The California Public Employees’ Retirement System is under fire for automatically destroying internal emails in the midst of ongoing state and federal investigations, according to this recent story in the Los Angeles Times.
The investigations are centered on alleged misdeeds by former executives and board members, including improper influence over investment decisions and having “strong-armed a medical benefits vendor to retain a former board member as a consultant,” the Times reported.

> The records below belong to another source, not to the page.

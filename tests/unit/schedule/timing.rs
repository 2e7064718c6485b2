use super::*;

fn fps(n: u32) -> Fps {
    Fps::new(n).unwrap()
}

#[test]
fn two_seconds_at_ten_fps_is_twenty_frames() {
    assert_eq!(TimingConfig::fixed(2.0, fps(10)).total_frames().unwrap(), 20);
}

#[test]
fn fit_to_audio_overrides_configured_duration() {
    let t = TimingConfig {
        duration_seconds: 2.0,
        fps: fps(10),
        fit_to_audio: true,
        audio_duration_seconds: Some(3.5),
    };
    assert_eq!(t.total_frames().unwrap(), 35);
    assert_eq!(t.effective_duration_secs().unwrap(), 3.5);
}

#[test]
fn fit_to_audio_ignores_unusable_configured_duration() {
    for d in [0.0, -1.0, f64::NAN] {
        let t = TimingConfig {
            duration_seconds: d,
            fps: fps(10),
            fit_to_audio: true,
            audio_duration_seconds: Some(3.5),
        };
        assert!(t.validate().is_ok(), "{d}");
        assert_eq!(t.total_frames().unwrap(), 35, "{d}");
    }

    let no_audio = TimingConfig {
        fit_to_audio: true,
        ..TimingConfig::fixed(0.0, fps(10))
    };
    assert!(matches!(no_audio.validate(), Err(StudioError::MissingAudio(_))));
}

#[test]
fn audio_duration_is_ignored_without_fitting() {
    let t = TimingConfig {
        audio_duration_seconds: Some(9.0),
        ..TimingConfig::fixed(1.0, fps(24))
    };
    assert_eq!(t.total_frames().unwrap(), 24);
}

#[test]
fn fit_to_audio_without_audio_is_missing_audio() {
    let t = TimingConfig {
        fit_to_audio: true,
        ..TimingConfig::fixed(2.0, fps(10))
    };
    assert!(matches!(t.validate(), Err(StudioError::MissingAudio(_))));

    let zero = TimingConfig {
        audio_duration_seconds: Some(0.0),
        ..t
    };
    assert!(matches!(zero.total_frames(), Err(StudioError::MissingAudio(_))));
}

#[test]
fn bad_durations_are_invalid_config() {
    for d in [0.0, -1.0, f64::NAN, f64::INFINITY] {
        let t = TimingConfig::fixed(d, fps(10));
        assert!(matches!(t.validate(), Err(StudioError::InvalidConfig(_))), "{d}");
    }
}

#[test]
fn sub_frame_duration_yields_no_frames() {
    let t = TimingConfig::fixed(0.05, fps(10));
    assert!(matches!(t.total_frames(), Err(StudioError::InvalidConfig(_))));
}

#[test]
fn watchdog_adds_buffer() {
    let t = TimingConfig::fixed(1.5, fps(10));
    assert_eq!(
        t.watchdog_budget(Duration::from_millis(2000)).unwrap(),
        Duration::from_millis(3500)
    );
}

#[test]
fn deserializes_from_json() {
    let t: TimingConfig =
        serde_json::from_str(r#"{"duration_seconds": 4.0, "fps": 25}"#).unwrap();
    assert_eq!(t, TimingConfig::fixed(4.0, fps(25)));
    assert!(serde_json::from_str::<TimingConfig>(r#"{"duration_seconds": 4.0, "fps": 0}"#).is_err());
    assert!(
        serde_json::from_str::<TimingConfig>(r#"{"duration_seconds": 4.0, "fps": 5, "x": 1}"#)
            .is_err()
    );
}
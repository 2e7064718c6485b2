use std::ffi::OsString;
use std::io::Read;
use std::path::{Path, PathBuf};
use std::process::{Child, ChildStdin, Command, Stdio};

use crate::encode::sink::{EncoderSink, SinkConfig, SinkSummary};
use crate::foundation::buffer::ImageBuffer;
use crate::foundation::core::FrameIndex;
use crate::foundation::error::{StudioError, StudioResult};

/// Options for [`FfmpegSink`] MP4 output.
#[derive(Clone, Debug)]
pub struct FfmpegSinkOpts {
    /// Output MP4 file path.
    pub out_path: PathBuf,
    /// Overwrite output file if it already exists.
    pub overwrite: bool,
    /// Background color used to flatten alpha (RGBA8, straight alpha).
    pub bg_rgba: [u8; 4],
}

impl FfmpegSinkOpts {
    /// Create options for outputting an MP4 to `out_path`.
    pub fn new(out_path: impl Into<PathBuf>) -> Self {
        Self {
            out_path: out_path.into(),
            overwrite: true,
            bg_rgba: [0, 0, 0, 255],
        }
    }
}

/// Sink that spawns the system `ffmpeg` and streams raw frames to stdin.
///
/// When [`SinkConfig::audio`] is set the audio file becomes a second input and the output is
/// cut to the video duration.
pub struct FfmpegSink {
    opts: FfmpegSinkOpts,

    child: Option<Child>,
    stdin: Option<ChildStdin>,
    stderr_drain: Option<std::thread::JoinHandle<std::io::Result<Vec<u8>>>>,

    scratch: Vec<u8>,
    cfg: Option<SinkConfig>,
    last_idx: Option<FrameIndex>,
    frames_written: u64,
}

impl FfmpegSink {
    /// Create a new sink that streams into `ffmpeg`.
    pub fn new(opts: FfmpegSinkOpts) -> Self {
        Self {
            opts,
            child: None,
            stdin: None,
            stderr_drain: None,
            scratch: Vec::new(),
            cfg: None,
            last_idx: None,
            frames_written: 0,
        }
    }

    /// Output path this sink writes to.
    pub fn out_path(&self) -> &Path {
        &self.opts.out_path
    }

    fn kill_child(&mut self) {
        drop(self.stdin.take());
        if let Some(mut child) = self.child.take() {
            let _ = child.kill();
            let _ = child.wait();
        }
        if let Some(handle) = self.stderr_drain.take() {
            let _ = handle.join();
        }
        self.cfg = None;
    }

    fn discard_output(&self) {
        if self.opts.out_path.exists()
            && let Err(e) = std::fs::remove_file(&self.opts.out_path)
        {
            tracing::warn!(
                path = %self.opts.out_path.display(),
                error = %e,
                "failed to remove partial output"
            );
        }
    }
}

impl Drop for FfmpegSink {
    fn drop(&mut self) {
        if self.child.is_some() {
            self.kill_child();
        }
    }
}

impl EncoderSink for FfmpegSink {
    fn probe(&self) -> StudioResult<()> {
        if !is_ffmpeg_on_path() {
            return Err(StudioError::capability_missing(
                "ffmpeg is required for MP4 encoding, but was not found on PATH",
            ));
        }
        Ok(())
    }

    fn begin(&mut self, cfg: SinkConfig) -> StudioResult<()> {
        validate_sink_config(&cfg)?;

        ensure_parent_dir(&self.opts.out_path)?;
        if !self.opts.overwrite && self.opts.out_path.exists() {
            return Err(StudioError::invalid_config(format!(
                "output file '{}' already exists",
                self.opts.out_path.display()
            )));
        }

        let mut cmd = Command::new("ffmpeg");
        cmd.args(ffmpeg_args(&cfg, &self.opts))
            .stdin(Stdio::piped())
            .stdout(Stdio::null())
            .stderr(Stdio::piped());
        tracing::debug!(?cmd, "spawning ffmpeg");

        let mut child = cmd.spawn().map_err(|e| {
            StudioError::capability_missing(format!(
                "failed to spawn ffmpeg (is it installed and on PATH?): {e}"
            ))
        })?;

        let stdin = child
            .stdin
            .take()
            .ok_or_else(|| StudioError::encoder("failed to open ffmpeg stdin (unexpected)"))?;
        let mut stderr = child
            .stderr
            .take()
            .ok_or_else(|| StudioError::encoder("failed to open ffmpeg stderr (unexpected)"))?;
        let stderr_drain = std::thread::spawn(move || {
            let mut stderr_bytes = Vec::new();
            stderr.read_to_end(&mut stderr_bytes)?;
            Ok(stderr_bytes)
        });

        self.scratch = vec![0u8; cfg.width as usize * cfg.height as usize * 4];
        self.child = Some(child);
        self.stdin = Some(stdin);
        self.stderr_drain = Some(stderr_drain);
        self.cfg = Some(cfg);
        self.last_idx = None;
        self.frames_written = 0;
        Ok(())
    }

    fn push_frame(&mut self, idx: FrameIndex, frame: &ImageBuffer) -> StudioResult<()> {
        let cfg = self
            .cfg
            .as_ref()
            .ok_or_else(|| StudioError::encoder("ffmpeg sink not started"))?;
        if let Some(last) = self.last_idx
            && idx <= last
        {
            return Err(StudioError::encoder(
                "ffmpeg sink received out-of-order frame index",
            ));
        }

        if frame.width() != cfg.width || frame.height() != cfg.height {
            return Err(StudioError::invalid_buffer(format!(
                "frame size mismatch: got {}x{}, expected {}x{}",
                frame.width(),
                frame.height(),
                cfg.width,
                cfg.height
            )));
        }

        flatten_straight_over_bg(&mut self.scratch, frame.data(), self.opts.bg_rgba)?;

        let Some(stdin) = self.stdin.as_mut() else {
            return Err(StudioError::encoder("ffmpeg sink is already finalized"));
        };

        use std::io::Write as _;
        stdin.write_all(&self.scratch).map_err(|e| {
            StudioError::encoder(format!("failed to write frame to ffmpeg stdin: {e}"))
        })?;
        self.last_idx = Some(idx);
        self.frames_written += 1;
        Ok(())
    }

    fn end(&mut self) -> StudioResult<SinkSummary> {
        if self.child.is_none() {
            return Err(StudioError::encoder("ffmpeg sink not started"));
        }
        if self.frames_written == 0 {
            // ffmpeg refuses to mux an empty stream; leave nothing behind.
            self.kill_child();
            self.discard_output();
            return Ok(SinkSummary::default());
        }

        drop(self.stdin.take());
        let mut child = self
            .child
            .take()
            .ok_or_else(|| StudioError::encoder("ffmpeg sink not started"))?;

        let status = child
            .wait()
            .map_err(|e| StudioError::encoder(format!("failed to wait for ffmpeg to finish: {e}")))?;
        let stderr_bytes = match self.stderr_drain.take() {
            Some(handle) => handle
                .join()
                .map_err(|_| StudioError::encoder("ffmpeg stderr drain thread panicked"))?
                .map_err(|e| StudioError::encoder(format!("ffmpeg stderr read failed: {e}")))?,
            None => Vec::new(),
        };

        self.cfg = None;
        if !status.success() {
            let stderr = String::from_utf8_lossy(&stderr_bytes);
            return Err(StudioError::encoder(format!(
                "ffmpeg exited with status {}: {}",
                status,
                stderr.trim()
            )));
        }

        tracing::info!(
            path = %self.opts.out_path.display(),
            frames = self.frames_written,
            "ffmpeg finished"
        );
        Ok(SinkSummary {
            frames_written: self.frames_written,
        })
    }

    fn abort(&mut self) {
        if self.child.is_none() {
            return;
        }
        self.kill_child();
        self.discard_output();
    }
}

fn validate_sink_config(cfg: &SinkConfig) -> StudioResult<()> {
    if cfg.width == 0 || cfg.height == 0 {
        return Err(StudioError::invalid_config(
            "ffmpeg sink width/height must be non-zero",
        ));
    }
    if !cfg.width.is_multiple_of(2) || !cfg.height.is_multiple_of(2) {
        return Err(StudioError::invalid_config(
            "ffmpeg sink width/height must be even (required for yuv420p mp4 output)",
        ));
    }
    Ok(())
}

/// Full `ffmpeg` argument list for `cfg`, excluding the program name.
pub(crate) fn ffmpeg_args(cfg: &SinkConfig, opts: &FfmpegSinkOpts) -> Vec<OsString> {
    let mut args: Vec<OsString> = Vec::new();
    let mut push = |s: &str| args.push(OsString::from(s));

    push(if opts.overwrite { "-y" } else { "-n" });
    push("-loglevel");
    push("error");

    // Input 0: raw straight-alpha RGBA8 frames, flattened in push_frame.
    push("-f");
    push("rawvideo");
    push("-pix_fmt");
    push("rgba");
    push("-s");
    push(&format!("{}x{}", cfg.width, cfg.height));
    // For rawvideo input, `-r` before `-i` sets the input framerate.
    push("-r");
    push(&cfg.fps.get().to_string());
    push("-i");
    push("pipe:0");

    if let Some(audio) = cfg.audio.as_ref() {
        args.push(OsString::from("-i"));
        args.push(audio.path.clone().into_os_string());
        for a in [
            "-map",
            "0:v:0",
            "-map",
            "1:a:0",
            "-c:v",
            "libx264",
            "-pix_fmt",
            "yuv420p",
            "-c:a",
            "aac",
            "-t",
        ] {
            args.push(OsString::from(a));
        }
        args.push(OsString::from(format!("{:.3}", cfg.duration_secs())));
    } else {
        for a in ["-an", "-c:v", "libx264", "-pix_fmt", "yuv420p"] {
            args.push(OsString::from(a));
        }
    }
    args.push(OsString::from("-movflags"));
    args.push(OsString::from("+faststart"));
    args.push(opts.out_path.clone().into_os_string());
    args
}

fn flatten_straight_over_bg(dst: &mut [u8], src: &[u8], bg_rgba: [u8; 4]) -> StudioResult<()> {
    if dst.len() != src.len() || !dst.len().is_multiple_of(4) {
        return Err(StudioError::invalid_buffer(
            "flatten_straight_over_bg expects equal-length rgba8 buffers",
        ));
    }

    for (d, s) in dst.chunks_exact_mut(4).zip(src.chunks_exact(4)) {
        let a = u16::from(s[3]);
        if a == 255 {
            d.copy_from_slice(s);
            continue;
        }

        let inv = 255 - a;
        for i in 0..3 {
            let c = mul_div255(u16::from(s[i]), a) + mul_div255(u16::from(bg_rgba[i]), inv);
            d[i] = c.min(255) as u8;
        }
        d[3] = 255;
    }

    Ok(())
}

fn mul_div255(x: u16, y: u16) -> u16 {
    (((u32::from(x) * u32::from(y)) + 127) / 255) as u16
}

/// Ensure the parent directory of `path` exists.
pub fn ensure_parent_dir(path: &Path) -> StudioResult<()> {
    if let Some(parent) = path.parent()
        && !parent.as_os_str().is_empty()
    {
        use anyhow::Context as _;
        std::fs::create_dir_all(parent)
            .with_context(|| format!("failed to create output directory '{}'", parent.display()))?;
    }
    Ok(())
}

/// Return `true` when `ffmpeg` can be invoked from `PATH`.
pub fn is_ffmpeg_on_path() -> bool {
    is_tool_on_path("ffmpeg")
}

/// Return `true` when `ffprobe` can be invoked from `PATH`.
pub fn is_ffprobe_on_path() -> bool {
    is_tool_on_path("ffprobe")
}

fn is_tool_on_path(program: &str) -> bool {
    Command::new(program)
        .arg("-version")
        .stdout(Stdio::null())
        .stderr(Stdio::null())
        .status()
        .map(|s| s.success())
        .unwrap_or(false)
}

#[cfg(test)]
#[path = "../../tests/unit/encode/ffmpeg.rs"]
mod tests;
pub(crate) mod audio;
pub(crate) mod still;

Emails at CalPERS are being destroyed if they are older than 60 days and don’t fall under the agency’s “administrative, legal or archival requirements,” according to the Times story. The decision to save particular emails is left up to the employees.
From the Times story:
CalPERS said its retention policy was aimed at “removing obsolete and/or extraneous records” from its email system. It is similar to a decade-old practice that the fund appears to have largely ignored and, for a time, not used.
Brad Pacheco, the fund’s spokesman, said the reason for the policy was “a system capacity issue.” Computers simply were jammed with old emails.
But Terry Francke, general counsel for Californians Aware in Sacramento, questioned why the policy was activated “in the midst of several investigations that would be otherwise combing through emails.”
The fund’s own internal review released two months ago cited emails going back at least seven years as evidence of misdeeds among CalPERS executives.
A Voice of OC story late last year revealed that cities in Orange County had a range of email retention policies, nearly all of which fell short of satisfying the California Public Records Act, according to the First Amendment advocacy group Californians Aware.
After the story was published, CalAware vowed to fight the email policies. Pressure from the group led the Irvine to begin efforts at reforming its email policy, which, similar to the CalPERS policy, calls for automatic destruction of emails in 30 days and leaves decisions to save more important emails in the hands of city employees.